MALAYSIA’s paracycling national head coach Johari Nayan had long dreamed of developing his own ergo trainer to help with the development of cyclists and while the Movement Control Order (MCO) currently in place has left many whining, it gave him the chance to achieve this dream.
Having worked with one of his former riders, the Indonesian legend Tonton Susanto, who preached the efficiency of utilising the ergo trainer as part of his training regime, Johari was led to a welder in Indonesia who would build his prototype frame.
The frame complete in September last year, Johari just could’t find the time to complete the project, having been busy with the national paracycling squad’s Paralympic qualification bid in which they gained an historic three slots, although the Paralympics in Tokyo, just like the Olympics, has now been postponed to next year due to the global Covid 19 pandemic.
After the Covid 19 outbreak forced the Malaysian government to enforce the Movement Control Order (MCO) from March 18, which the National Sports Council (NSC) in turn instructed all athletes and coaches to adhere to, Johari saw this as the opportunity to complete his long overdue project.
Within the 14 days of the first phase of the MCO, Johari had mixed and matched a setup of single-speed chain and chainring to the crank-shaft, with a secondary drive-train featuring an old-fashioned down-tube shifter with a 7-speed mountain bike rear derailleur, with a 26 inch rear wheel also from the mountain bike realm.

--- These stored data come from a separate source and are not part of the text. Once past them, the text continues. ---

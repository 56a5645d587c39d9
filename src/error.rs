use std::path::PathBuf;

/// Library-level structured errors for space-porter.
///
/// Use `thiserror` for structured errors that library consumers can match on.
/// The CLI binary wraps these with `anyhow` for rich context chains.
#[derive(Debug, thiserror::Error)]
pub enum PortError {
	#[error("Config file not found: {path}")]
	ConfigNotFound { path: PathBuf },

	#[error("Failed to read config file: {path}")]
	ConfigReadError {
		path: PathBuf,
		#[source]
		source: std::io::Error,
	},

	#[error("Failed to parse config file: {path}")]
	ConfigParseError {
		path: PathBuf,
		#[source]
		source: toml::de::Error,
	},

	#[error("Invalid config value for {field}: {reason}")]
	InvalidConfig { field: String, reason: String },

	#[error("Invalid regex pattern: {pattern}")]
	InvalidRegex {
		pattern: String,
		#[source]
		source: regex::Error,
	},

	#[error("Failed to read source file: {path}")]
	FileRead {
		path: PathBuf,
		#[source]
		source: std::io::Error,
	},

	#[error("Failed to write source file: {path}")]
	FileWrite {
		path: PathBuf,
		#[source]
		source: std::io::Error,
	},

	#[error("Failed to walk bundle directory: {path}")]
	Walk {
		path: PathBuf,
		#[source]
		source: walkdir::Error,
	},

	#[error("Invalid Space URL: {url}")]
	InvalidSpaceUrl { url: String },

	#[error("Command execution failed: {command}")]
	CommandFailed {
		command: String,
		#[source]
		source: std::io::Error,
	},

	#[error("Command not found: {command}")]
	CommandNotFound { command: String },

	#[error("Failed to resolve home directory")]
	HomeDirectoryNotFound,
}

/// Result type alias using PortError.
pub type Result<T> = std::result::Result<T, PortError>;
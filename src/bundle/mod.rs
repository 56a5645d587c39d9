//! Bundle processing for space-porter.
//!
//! This module handles:
//! - Rewriting single files in place, only when their text changes
//! - Enumerating a bundle's source files
//! - Selecting and patching the entry file

pub mod file;
pub mod scanner;

pub use file::{patch_launch_file, rewrite_file, strip_file};
pub use scanner::{BundleReport, BundleScanner, EntryFile, Selection, process_bundle};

A drop bar matched with a clip-on aero bar made up the cockpit, with saddle-height coming with a locking mechanism similar to a road bike.
All of that completed with a simple set of platform pedals and Johari’s saddle taken from his road bike collection, all mounted on a steel frame that weighed no more than 15kg in total.
“This is the basic set-up, which can be built according to size just like your road or mountain bike. This one is a size M, which is my size,” said Johari.
The LeTua Ergo Bike’s steel frame holds it in position and is surprisingly very sturdy, even Johari’s 97kg frame under a sprint effort as he demonstrated, did not seem to cause any vibration or displacement as the bike stood its ground as the fanned spokes blew a heavy gust of wind into the curtains at his home. (watch demo in video above)
Having completed the prototype and testing, Johari said he primarily thought of the idea to help with development of cyclists in the country.
“This can be used both to train juniors to high performance athletes. I initially wanted to build this to train the athletes under me, but it can be used by anyone, from cyclists to triathletes to those preparing for IronMan,” said Johari.
In its base setup, Johari said the bike will be sold for between RM1,200 and RM1,500.
“Of course, just like a road bike, you can pick and choose what components you want. You can ad a powermeter or higher end cranks or gearing. But of course that would add to the price,” he said.